A theoretical investigation of the bonding of early transition metals to tellurium

Abstract

Non-relativistic and relativistic discrete variational Xα calculations have been performed on the model complexes [W(PH₃)₄E₂](E = O, S or Te). The results are consistent with the formal description of the compounds as eighteen-electron tungsten(IV) d² systems. Metal–chalcogen σ bonding becomes increasingly covalent as the chalcogen is altered from O to Te, while the almost equal tungsten and chalcogen contributions to the π levels remain more constant. Ligand-based spin–orbit coupling effects are substantial in [W(PH₃)₄Te₂] and smaller for [W(PH₃)₄S₂] and [W(PH₃)₄O₂]. Mixing of the σ/π character of the non-relativistic 3a₁(W–Te σ) and 3e (Te 5p_π lone pair) molecular orbitals of [W(PH₃)₄Te₂] occurs in the relativistic calculations. A similar effect is seen in the 1e (W–O π) and 2a₁(W–O σ) levels of [W(PH₃)₄O₂]. The theoretical results are in good agreement with the experimental electronic absorption spectra of [W(PMe₃)₄E₂](E = S, Se or Te). The bonding in the model complex [Zr(TeSiH₃)₄] is discussed in conjunction with the closely related ZrI₄. The separation of the metal–ligand σ and π levels is significantly greater in the tellurium compound. Previous predictions for the spin–orbit splitting of the t₂(σ) and t₂(π) subshells of Group IVA tetrahalides are reproduced more closely in [Zr(TeSiH₃)₄] than in ZrI₄, in which there is substantial t₂(σ)–t₂(π) mixing.
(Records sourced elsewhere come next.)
//! Core roster logic for the midweek meeting program.
//! This crate is the single source of truth for participant and adjustment rules.

pub mod logging;
pub mod model;
pub mod repo;
pub mod seed;
pub mod service;

pub use logging::{default_log_level, init_logging, logging_status, LoggingConfig, LoggingError};
pub use model::adjustment::{AdjustmentAction, AdjustmentEvent, AdjustmentType};
pub use model::classification::{
    parse_classification, parse_objective, parse_status, Classification, Objective,
    ParticipationStatus, VocabularyError,
};
pub use model::participant::{NewParticipant, Participant, ParticipantId};
pub use model::permission::{permission_matrix, Permission};
pub use repo::participant_registry::{
    ParticipantRegistry, ParticipantSummary, RegistryError, RegistryResult,
};
pub use seed::load_demo_data;
pub use service::program_adjuster::ProgramAdjuster;

/// Returns the core crate version.
pub fn core_version() -> &'static str {
    env!("CARGO_PKG_VERSION")
}

#[cfg(test)]
mod tests {
    use super::core_version;

    #[test]
    fn version_is_not_empty() {
        assert!(!core_version().is_empty());
    }
}
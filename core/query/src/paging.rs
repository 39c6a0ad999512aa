//! FILENAME: core/query/src/paging.rs
//! PURPOSE: Page and sort state plus their query description encoding.

use serde::{Deserialize, Serialize};

use crate::description::{
    QueryDescription, PAGE_KEY, PAGE_SIZE_KEY, SORT_BY_KEY, SORT_ORDER_KEY,
};

/// Page sizes a table may use. Anything else is rejected on parse.
pub const PAGE_SIZE_OPTIONS: [usize; 3] = [25, 50, 100];

pub const DEFAULT_PAGE_SIZE: usize = 25;

pub fn is_valid_page_size(size: usize) -> bool {
    PAGE_SIZE_OPTIONS.contains(&size)
}

// ============================================================================
// PAGE STATE
// ============================================================================

#[derive(Debug, Clone, Copy, PartialEq, Eq, Serialize, Deserialize)]
#[serde(rename_all = "camelCase")]
pub struct PageState {
    pub page_size: usize,
    /// 0-based. The wire format is 1-based.
    pub page_index: usize,
}

impl Default for PageState {
    fn default() -> Self {
        PageState {
            page_size: DEFAULT_PAGE_SIZE,
            page_index: 0,
        }
    }
}

impl PageState {
    pub fn new(page_size: usize, page_index: usize) -> Self {
        PageState {
            page_size,
            page_index,
        }
    }

    pub fn first_page(self) -> Self {
        PageState {
            page_index: 0,
            ..self
        }
    }

    pub fn to_query(&self) -> QueryDescription {
        QueryDescription::new()
            .with(PAGE_KEY, self.page_index.saturating_add(1))
            .with(PAGE_SIZE_KEY, self.page_size)
    }

    /// Parse the page keys of `query`. A missing or invalid page number or page
    /// size keeps the corresponding part of `fallback`.
    pub fn from_query(query: &QueryDescription, fallback: PageState) -> PageState {
        let page_size = query
            .get_int(PAGE_SIZE_KEY)
            .and_then(|n| usize::try_from(n).ok())
            .filter(|n| is_valid_page_size(*n))
            .unwrap_or(fallback.page_size);

        let page_index = query
            .get_int(PAGE_KEY)
            .filter(|n| *n >= 1)
            .and_then(|n| usize::try_from(n - 1).ok())
            .unwrap_or(fallback.page_index);

        PageState {
            page_size,
            page_index,
        }
    }
}

// ============================================================================
// SORT STATE
// ============================================================================

#[derive(Debug, Clone, Copy, PartialEq, Eq, Default, Serialize, Deserialize)]
#[serde(rename_all = "lowercase")]
pub enum SortDirection {
    Asc,
    Desc,
    /// No explicit sort; the data source applies its default ordering.
    #[default]
    None,
}

impl SortDirection {
    pub fn as_str(&self) -> &'static str {
        match self {
            SortDirection::Asc => "asc",
            SortDirection::Desc => "desc",
            SortDirection::None => "",
        }
    }

    pub fn parse(s: &str) -> SortDirection {
        match s.trim().to_ascii_lowercase().as_str() {
            "asc" => SortDirection::Asc,
            "desc" => SortDirection::Desc,
            _ => SortDirection::None,
        }
    }
}

#[derive(Debug, Clone, PartialEq, Eq, Default, Serialize, Deserialize)]
pub struct SortState {
    /// Name of the sorted column.
    pub active: Option<String>,
    pub direction: SortDirection,
}

impl SortState {
    pub fn new(active: impl Into<String>, direction: SortDirection) -> Self {
        SortState {
            active: Some(active.into()),
            direction,
        }
    }

    pub fn is_sorted(&self) -> bool {
        self.active.is_some() && self.direction != SortDirection::None
    }

    pub fn to_query(&self) -> QueryDescription {
        match (&self.active, self.direction) {
            (Some(active), SortDirection::Asc | SortDirection::Desc) => QueryDescription::new()
                .with(SORT_BY_KEY, active.as_str())
                .with(SORT_ORDER_KEY, self.direction.as_str()),
            _ => QueryDescription::new(),
        }
    }

    pub fn from_query(query: &QueryDescription) -> SortState {
        let active = query.get_text(SORT_BY_KEY).filter(|s| !s.is_empty());
        let direction = query
            .get_text(SORT_ORDER_KEY)
            .map(SortDirection::parse)
            .unwrap_or_default();
        match active {
            Some(active) if direction != SortDirection::None => SortState::new(active, direction),
            _ => SortState::default(),
        }
    }
}
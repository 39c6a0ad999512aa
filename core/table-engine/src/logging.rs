//! FILENAME: core/table-engine/src/logging.rs
// PURPOSE: Categorized, sequence-numbered logging for the table engine.

use std::fs::{File, OpenOptions};
use std::io::Write;
use std::path::{Path, PathBuf};
use std::sync::atomic::{AtomicU64, Ordering};
use std::sync::Mutex;

use once_cell::sync::Lazy;

// ============================================================================
// UNIFIED LOGGING SYSTEM
// ============================================================================

/// Global sequence counter, so interleaved lines from concurrent pipelines
/// can be put back in order.
static LOG_SEQ: AtomicU64 = AtomicU64::new(0);

/// Optional file mirror. Lines always go to the `log` facade.
static LOG_FILE: Lazy<Mutex<Option<(PathBuf, File)>>> = Lazy::new(|| Mutex::new(None));

/// Get next sequence number
pub fn next_seq() -> u64 {
    LOG_SEQ.fetch_add(1, Ordering::SeqCst) + 1
}

/// Mirror every subsequent log line to `path` (truncated on open).
pub fn init_log_file(path: impl AsRef<Path>) -> std::io::Result<()> {
    let path = path.as_ref().to_path_buf();
    let file = OpenOptions::new()
        .write(true)
        .create(true)
        .truncate(true)
        .open(&path)?;

    let mut guard = LOG_FILE.lock().unwrap_or_else(|e| e.into_inner());
    *guard = Some((path, file));
    Ok(())
}

/// Path of the file mirror, if one was initialized.
pub fn log_file_path() -> Option<PathBuf> {
    let guard = LOG_FILE.lock().unwrap_or_else(|e| e.into_inner());
    guard.as_ref().map(|(path, _)| path.clone())
}

fn level_of(level: &str) -> log::Level {
    match level {
        "E" => log::Level::Error,
        "W" => log::Level::Warn,
        "I" => log::Level::Info,
        "T" => log::Level::Trace,
        _ => log::Level::Debug,
    }
}

/// Write a log line in unified format: `seq|level|category|message`.
pub fn write_log(level: &str, category: &str, message: &str) {
    let seq = next_seq();
    let lvl = level_of(level);

    if log::log_enabled!(target: "table_engine", lvl) {
        log::log!(target: "table_engine", lvl, "{}|{}|{}", seq, category, message);
    }

    if let Ok(mut guard) = LOG_FILE.lock() {
        if let Some((_, ref mut file)) = *guard {
            let line = format!("{}|{}|{}|{}", seq, level, category, message);
            if writeln!(file, "{}", line).is_ok() {
                let _ = file.flush();
            }
        }
    }
}

/// Write an ENTER log line for function entry
pub fn write_log_enter(level: &str, category: &str, func_name: &str, params: &str) {
    let message = if params.is_empty() {
        format!("ENTER {}", func_name)
    } else {
        format!("ENTER {} {}", func_name, params)
    };
    write_log(level, category, &message);
}

/// Write an EXIT log line for function exit
pub fn write_log_exit(level: &str, category: &str, func_name: &str, result: &str) {
    let message = if result.is_empty() {
        format!("EXIT {}", func_name)
    } else {
        format!("EXIT {} {}", func_name, result)
    };
    write_log(level, category, &message);
}

// ============================================================================
// MACRO DEFINITIONS & EXPORTS
// ============================================================================

#[macro_export]
macro_rules! log_debug {
    ($cat:expr, $($arg:tt)*) => {
        $crate::logging::write_log("D", $cat, &format!($($arg)*))
    };
}

#[macro_export]
macro_rules! log_info {
    ($cat:expr, $($arg:tt)*) => {
        $crate::logging::write_log("I", $cat, &format!($($arg)*))
    };
}

#[macro_export]
macro_rules! log_warn {
    ($cat:expr, $($arg:tt)*) => {
        $crate::logging::write_log("W", $cat, &format!($($arg)*))
    };
}

#[macro_export]
macro_rules! log_error {
    ($cat:expr, $($arg:tt)*) => {
        $crate::logging::write_log("E", $cat, &format!($($arg)*))
    };
}

// ENTER/EXIT macros for function tracing

#[macro_export]
macro_rules! log_enter {
    ($cat:expr, $func:expr) => {
        $crate::logging::write_log_enter("D", $cat, $func, "")
    };
    ($cat:expr, $func:expr, $($arg:tt)*) => {
        $crate::logging::write_log_enter("D", $cat, $func, &format!($($arg)*))
    };
}

#[macro_export]
macro_rules! log_exit {
    ($cat:expr, $func:expr) => {
        $crate::logging::write_log_exit("D", $cat, $func, "")
    };
    ($cat:expr, $func:expr, $($arg:tt)*) => {
        $crate::logging::write_log_exit("D", $cat, $func, &format!($($arg)*))
    };
}

pub use crate::log_debug;
pub use crate::log_enter;
pub use crate::log_error;
pub use crate::log_exit;
pub use crate::log_info;
pub use crate::log_warn;

#[cfg(test)]
mod tests {
    use super::*;

    #[test]
    fn test_sequence_is_monotonic() {
        let a = next_seq();
        let b = next_seq();
        assert!(b > a);
    }

    #[test]
    fn test_file_mirror_receives_lines() {
        let path = std::env::temp_dir().join(format!("table-engine-log-{}.log", std::process::id()));
        init_log_file(&path).unwrap();
        assert_eq!(log_file_path(), Some(path.clone()));

        crate::log_info!("TEST", "hello {}", 42);

        let content = std::fs::read_to_string(&path).unwrap();
        assert!(content.lines().any(|l| l.ends_with("|I|TEST|hello 42")));
        let _ = std::fs::remove_file(&path);
    }
}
Attempts to assign the valence photoelectron spectra of MX₄(M = Ti, Zr or Hf; X = Br or I) in terms of the earlier theoretical model are considered to be inappropriate in light of the lack of t₂(σ)–t₂(π) separation. Comparison of the metal–tellurium bonding in [W(PH₃)₄Te₂] with that in [Zr(TeSiH₃)₄] suggests that the former is significantly more covalent.